In each of the above-mentioned embodiments, the position of the center of gravity G is shifted by providing the cutout portion and/or the additional portion 43 in the counterweight 42 , but it is also possible to shift the position of the center of gravity G with respect to the rotation center of the crankshaft and the center of the crank pin. The linearly symmetrical counterweights are shifted toward the rear side in the direction of rotation to change the position of the center of gravity. However, the position of the crank pin does not change.
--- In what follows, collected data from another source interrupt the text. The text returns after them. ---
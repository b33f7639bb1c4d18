#![cfg_attr(feature = "fail-on-warnings", deny(warnings))]
#![warn(clippy::all, clippy::pedantic, clippy::nursery, clippy::cargo)]
#![allow(clippy::multiple_crate_versions, clippy::cargo_common_metadata)]

//! Department boundary loading and normalization.
//!
//! Loads the static `GeoJSON` department boundary document from a
//! versioned URL or a local file and turns its features into
//! [`Region`](bakery_map_geography_models::Region) values. The loader is
//! behind the [`BoundaryLoader`] trait so the refresh cycle can be driven
//! by in-memory documents in tests.

pub mod fetch;
pub mod normalize;

use bakery_map_geography_models::BoundarySource;
use geojson::GeoJson;
use thiserror::Error;

/// Errors that can occur while loading the boundary document.
#[derive(Debug, Error)]
pub enum BoundaryError {
    /// HTTP request failed.
    #[error("HTTP error: {0}")]
    Http(#[from] reqwest::Error),

    /// Reading a local boundary file failed.
    #[error("IO error: {0}")]
    Io(#[from] std::io::Error),

    /// The document is not valid `GeoJSON`.
    #[error("GeoJSON error: {0}")]
    GeoJson(#[from] geojson::Error),

    /// Data conversion error.
    #[error("Conversion error: {message}")]
    Conversion {
        /// Description of what went wrong.
        message: String,
    },
}

/// Something that can produce the boundary document for a refresh cycle.
#[async_trait::async_trait]
pub trait BoundaryLoader: Send + Sync {
    /// Loads the boundary document.
    ///
    /// # Errors
    ///
    /// Returns [`BoundaryError`] if the document cannot be fetched or is
    /// not valid `GeoJSON`.
    async fn load(&self) -> Result<GeoJson, BoundaryError>;
}

/// Loads the boundary document from a configured [`BoundarySource`].
pub struct SourceLoader {
    client: reqwest::Client,
    source: BoundarySource,
}

impl SourceLoader {
    /// Creates a loader for `source`, reusing `client` for HTTP sources.
    #[must_use]
    pub const fn new(client: reqwest::Client, source: BoundarySource) -> Self {
        Self { client, source }
    }

    /// Returns the configured source.
    #[must_use]
    pub const fn source(&self) -> &BoundarySource {
        &self.source
    }
}

#[async_trait::async_trait]
impl BoundaryLoader for SourceLoader {
    async fn load(&self) -> Result<GeoJson, BoundaryError> {
        log::debug!("Loading boundary document from {}", self.source);
        let document = match &self.source {
            BoundarySource::Url { url } => fetch::fetch_url(&self.client, url).await?,
            BoundarySource::File { path } => fetch::read_file(path).await?,
        };
        log::info!("Loaded boundary document from {}", self.source);
        Ok(document)
    }
}

/// A loader that always returns the same in-memory document.
#[derive(Debug, Clone)]
pub struct StaticLoader {
    document: GeoJson,
}

impl StaticLoader {
    /// Wraps an already-parsed document.
    #[must_use]
    pub const fn new(document: GeoJson) -> Self {
        Self { document }
    }
}

#[async_trait::async_trait]
impl BoundaryLoader for StaticLoader {
    async fn load(&self) -> Result<GeoJson, BoundaryError> {
        Ok(self.document.clone())
    }
}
In addition, depending on the vibration level of the engine, a conventional counterweight may be used, that is, a counterweight whose center of gravity is located on a line passing through the rotation center of the crankshaft and the center of the crank pin. Even in such a case, it is also included in the present invention. .

Industrial Applicability

The two-stroke engine of the present invention can be used as an engine for portable working machines such as chain saws, brush cutters, engine blowers, trimmers, trimmers, and toys.

Symbol Description

1: Two-stroke engine; 3: Cylinder; 4: Crankshaft; 32: Exhaust port; 41: Crank pin; 42: Counterweight; C _cp : Center; C _cr : Rotation center; C _cy : Shaft center; G: Center of gravity ; L ₁ , L ₂ : line; S: eccentricity.

Claims (1)

1. A two-stroke engine used for a portable working machine or a toy, the two-stroke engine is a two-stroke engine with a structure in which the axis center of the cylinder is eccentric to the exhaust port side with respect to the rotation center of the crankshaft, characterized in that , The eccentricity of the shaft center with respect to the rotation center is set at 1 mm or more and 6 mm or less, and the center of gravity of the counterweight of the crankshaft rotates relative to a line passing through the rotation center of the crankshaft and the center of the crank pin The backside offset of the direction, Wherein, when the piston is at the position of TDC, ATDC 10°, the center of gravity is set to be located near the extension line from the axis center of the cylinder to the axis passing through the rotation center of the crankshaft and parallel to the axis center near the line.